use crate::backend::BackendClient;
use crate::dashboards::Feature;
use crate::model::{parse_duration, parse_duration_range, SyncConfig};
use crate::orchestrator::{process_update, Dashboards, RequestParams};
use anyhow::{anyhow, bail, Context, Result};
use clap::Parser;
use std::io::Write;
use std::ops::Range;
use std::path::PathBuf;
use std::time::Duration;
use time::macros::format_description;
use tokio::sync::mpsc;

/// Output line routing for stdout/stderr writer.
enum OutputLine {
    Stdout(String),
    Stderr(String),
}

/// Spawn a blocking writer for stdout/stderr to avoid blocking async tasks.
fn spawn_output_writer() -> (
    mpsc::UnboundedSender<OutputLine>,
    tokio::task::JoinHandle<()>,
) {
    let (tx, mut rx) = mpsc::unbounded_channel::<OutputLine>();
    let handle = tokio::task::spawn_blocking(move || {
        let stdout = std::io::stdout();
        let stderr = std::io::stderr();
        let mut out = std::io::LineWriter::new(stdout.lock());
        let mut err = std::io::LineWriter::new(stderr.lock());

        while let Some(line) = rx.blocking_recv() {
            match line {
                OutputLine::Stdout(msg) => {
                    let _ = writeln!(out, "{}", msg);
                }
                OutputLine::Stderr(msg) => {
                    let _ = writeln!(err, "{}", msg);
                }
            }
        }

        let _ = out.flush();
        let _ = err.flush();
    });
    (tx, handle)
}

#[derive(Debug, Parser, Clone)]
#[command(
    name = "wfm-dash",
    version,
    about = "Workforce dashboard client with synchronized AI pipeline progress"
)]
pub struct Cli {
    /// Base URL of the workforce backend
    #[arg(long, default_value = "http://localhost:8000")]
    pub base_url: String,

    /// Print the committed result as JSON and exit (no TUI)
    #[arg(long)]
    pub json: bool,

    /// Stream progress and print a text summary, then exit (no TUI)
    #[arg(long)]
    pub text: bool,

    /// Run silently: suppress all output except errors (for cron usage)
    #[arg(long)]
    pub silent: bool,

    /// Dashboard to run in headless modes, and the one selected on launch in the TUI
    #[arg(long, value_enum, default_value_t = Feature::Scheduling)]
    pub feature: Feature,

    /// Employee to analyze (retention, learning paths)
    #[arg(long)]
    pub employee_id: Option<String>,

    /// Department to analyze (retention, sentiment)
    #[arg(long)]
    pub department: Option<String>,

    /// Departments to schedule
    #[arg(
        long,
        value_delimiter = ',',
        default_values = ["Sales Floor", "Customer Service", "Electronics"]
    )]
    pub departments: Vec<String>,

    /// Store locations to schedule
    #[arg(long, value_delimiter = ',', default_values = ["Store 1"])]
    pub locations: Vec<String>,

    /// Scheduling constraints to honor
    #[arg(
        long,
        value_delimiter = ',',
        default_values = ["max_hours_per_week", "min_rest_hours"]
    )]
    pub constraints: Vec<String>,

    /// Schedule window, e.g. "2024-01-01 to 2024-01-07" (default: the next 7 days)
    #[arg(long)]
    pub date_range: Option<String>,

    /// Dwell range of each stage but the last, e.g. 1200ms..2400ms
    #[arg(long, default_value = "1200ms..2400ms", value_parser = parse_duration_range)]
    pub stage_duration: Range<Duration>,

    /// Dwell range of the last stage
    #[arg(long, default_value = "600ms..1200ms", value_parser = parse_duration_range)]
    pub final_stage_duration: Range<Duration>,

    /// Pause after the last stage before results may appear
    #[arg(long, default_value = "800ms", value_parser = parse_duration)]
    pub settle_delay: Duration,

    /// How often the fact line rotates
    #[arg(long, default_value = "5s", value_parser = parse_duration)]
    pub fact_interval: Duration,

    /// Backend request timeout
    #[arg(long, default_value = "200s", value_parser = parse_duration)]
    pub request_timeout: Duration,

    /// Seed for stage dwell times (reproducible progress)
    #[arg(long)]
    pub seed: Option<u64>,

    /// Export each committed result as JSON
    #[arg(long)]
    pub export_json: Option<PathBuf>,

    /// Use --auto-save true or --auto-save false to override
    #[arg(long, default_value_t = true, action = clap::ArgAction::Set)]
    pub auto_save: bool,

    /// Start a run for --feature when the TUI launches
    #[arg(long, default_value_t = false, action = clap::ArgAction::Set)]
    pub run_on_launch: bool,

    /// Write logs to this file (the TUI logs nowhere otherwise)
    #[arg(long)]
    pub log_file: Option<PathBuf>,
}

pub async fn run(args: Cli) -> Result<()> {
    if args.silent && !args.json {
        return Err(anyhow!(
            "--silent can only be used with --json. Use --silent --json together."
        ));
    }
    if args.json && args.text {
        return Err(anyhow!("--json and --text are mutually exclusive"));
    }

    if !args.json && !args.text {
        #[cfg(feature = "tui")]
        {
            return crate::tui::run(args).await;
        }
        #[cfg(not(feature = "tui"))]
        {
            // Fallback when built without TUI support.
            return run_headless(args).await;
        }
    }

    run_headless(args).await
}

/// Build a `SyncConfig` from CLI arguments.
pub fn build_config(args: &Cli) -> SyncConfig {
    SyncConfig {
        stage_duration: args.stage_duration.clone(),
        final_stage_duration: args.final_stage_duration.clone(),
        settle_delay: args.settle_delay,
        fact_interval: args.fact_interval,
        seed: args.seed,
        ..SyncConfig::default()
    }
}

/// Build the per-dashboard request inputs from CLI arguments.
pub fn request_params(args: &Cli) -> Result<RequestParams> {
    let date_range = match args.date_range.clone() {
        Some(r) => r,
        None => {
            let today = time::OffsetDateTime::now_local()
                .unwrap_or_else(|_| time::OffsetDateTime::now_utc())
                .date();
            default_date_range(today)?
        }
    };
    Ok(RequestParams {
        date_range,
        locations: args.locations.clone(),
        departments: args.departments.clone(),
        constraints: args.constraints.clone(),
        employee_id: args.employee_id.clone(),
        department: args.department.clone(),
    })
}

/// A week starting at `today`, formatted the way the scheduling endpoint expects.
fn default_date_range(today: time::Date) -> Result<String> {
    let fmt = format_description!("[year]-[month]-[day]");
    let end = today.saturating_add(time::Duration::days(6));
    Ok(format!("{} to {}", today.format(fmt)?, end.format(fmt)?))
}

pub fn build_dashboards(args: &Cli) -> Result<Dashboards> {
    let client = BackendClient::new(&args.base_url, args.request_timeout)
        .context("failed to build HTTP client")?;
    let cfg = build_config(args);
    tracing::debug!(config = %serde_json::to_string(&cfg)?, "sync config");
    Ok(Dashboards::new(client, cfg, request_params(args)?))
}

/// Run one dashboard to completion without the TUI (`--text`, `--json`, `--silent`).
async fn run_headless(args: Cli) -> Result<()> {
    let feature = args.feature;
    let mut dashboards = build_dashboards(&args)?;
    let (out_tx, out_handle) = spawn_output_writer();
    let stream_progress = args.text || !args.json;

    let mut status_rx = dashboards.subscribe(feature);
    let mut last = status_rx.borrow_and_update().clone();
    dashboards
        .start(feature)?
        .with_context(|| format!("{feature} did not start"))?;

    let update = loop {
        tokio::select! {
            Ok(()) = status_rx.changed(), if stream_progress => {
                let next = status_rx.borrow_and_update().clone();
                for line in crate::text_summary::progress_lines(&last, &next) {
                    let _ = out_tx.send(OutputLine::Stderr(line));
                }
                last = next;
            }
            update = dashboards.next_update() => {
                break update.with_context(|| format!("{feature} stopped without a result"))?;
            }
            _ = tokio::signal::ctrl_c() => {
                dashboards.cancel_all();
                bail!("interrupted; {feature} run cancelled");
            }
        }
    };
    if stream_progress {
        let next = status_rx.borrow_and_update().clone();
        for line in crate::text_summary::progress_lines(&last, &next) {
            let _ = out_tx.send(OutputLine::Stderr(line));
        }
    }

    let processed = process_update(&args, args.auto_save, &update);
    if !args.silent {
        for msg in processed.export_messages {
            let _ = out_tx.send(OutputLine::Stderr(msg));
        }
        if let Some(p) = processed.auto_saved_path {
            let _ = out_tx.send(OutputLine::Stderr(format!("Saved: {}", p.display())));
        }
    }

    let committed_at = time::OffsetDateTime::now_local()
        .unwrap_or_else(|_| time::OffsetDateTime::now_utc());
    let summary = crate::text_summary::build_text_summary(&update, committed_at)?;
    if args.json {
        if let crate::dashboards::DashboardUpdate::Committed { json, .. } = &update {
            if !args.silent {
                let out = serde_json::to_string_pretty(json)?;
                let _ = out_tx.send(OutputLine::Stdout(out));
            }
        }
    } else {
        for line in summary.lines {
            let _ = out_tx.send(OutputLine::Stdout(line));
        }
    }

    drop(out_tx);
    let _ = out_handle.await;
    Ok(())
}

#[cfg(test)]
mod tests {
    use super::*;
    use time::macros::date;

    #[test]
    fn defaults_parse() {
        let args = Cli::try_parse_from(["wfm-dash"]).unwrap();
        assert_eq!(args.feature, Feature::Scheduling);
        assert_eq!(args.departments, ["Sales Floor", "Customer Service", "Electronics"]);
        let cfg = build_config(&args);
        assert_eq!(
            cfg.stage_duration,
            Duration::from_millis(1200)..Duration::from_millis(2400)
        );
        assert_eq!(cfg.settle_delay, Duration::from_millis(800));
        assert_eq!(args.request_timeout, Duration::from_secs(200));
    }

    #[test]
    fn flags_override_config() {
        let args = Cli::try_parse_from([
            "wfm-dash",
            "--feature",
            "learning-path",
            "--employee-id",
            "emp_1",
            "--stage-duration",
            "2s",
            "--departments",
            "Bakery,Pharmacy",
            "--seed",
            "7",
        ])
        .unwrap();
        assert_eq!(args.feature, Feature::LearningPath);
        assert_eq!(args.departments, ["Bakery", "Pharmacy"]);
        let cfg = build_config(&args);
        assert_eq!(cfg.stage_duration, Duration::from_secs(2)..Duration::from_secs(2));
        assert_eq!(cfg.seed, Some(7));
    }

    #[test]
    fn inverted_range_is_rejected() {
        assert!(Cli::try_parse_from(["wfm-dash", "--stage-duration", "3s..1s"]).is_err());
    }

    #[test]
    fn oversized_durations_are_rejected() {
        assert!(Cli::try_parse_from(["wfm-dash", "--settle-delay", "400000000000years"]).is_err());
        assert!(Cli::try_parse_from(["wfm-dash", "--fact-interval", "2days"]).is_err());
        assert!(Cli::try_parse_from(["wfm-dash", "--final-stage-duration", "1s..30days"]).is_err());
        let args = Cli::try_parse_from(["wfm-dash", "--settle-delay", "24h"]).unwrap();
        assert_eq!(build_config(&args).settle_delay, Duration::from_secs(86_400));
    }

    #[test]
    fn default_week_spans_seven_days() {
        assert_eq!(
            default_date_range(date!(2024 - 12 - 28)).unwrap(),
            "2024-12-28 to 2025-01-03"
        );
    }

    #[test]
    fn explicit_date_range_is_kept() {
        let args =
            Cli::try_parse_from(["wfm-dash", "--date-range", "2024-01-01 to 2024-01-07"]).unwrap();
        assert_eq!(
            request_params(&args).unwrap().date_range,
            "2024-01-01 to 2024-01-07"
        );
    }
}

Task instructions:
An exact repetition of the material above is required, from its first line through the line holding "let stderr = std::io::stderr();", with nothing added.

Written solution:
use crate::backend::BackendClient;
use crate::dashboards::Feature;
use crate::model::{parse_duration, parse_duration_range, SyncConfig};
use crate::orchestrator::{process_update, Dashboards, RequestParams};
use anyhow::{anyhow, bail, Context, Result};
use clap::Parser;
use std::io::Write;
use std::ops::Range;
use std::path::PathBuf;
use std::time::Duration;
use time::macros::format_description;
use tokio::sync::mpsc;

/// Output line routing for stdout/stderr writer.
enum OutputLine {
    Stdout(String),
    Stderr(String),
}

/// Spawn a blocking writer for stdout/stderr to avoid blocking async tasks.
fn spawn_output_writer() -> (
    mpsc::UnboundedSender<OutputLine>,
    tokio::task::JoinHandle<()>,
) {
    let (tx, mut rx) = mpsc::unbounded_channel::<OutputLine>();
    let handle = tokio::task::spawn_blocking(move || {
        let stdout = std::io::stdout();
        let stderr = std::io::stderr();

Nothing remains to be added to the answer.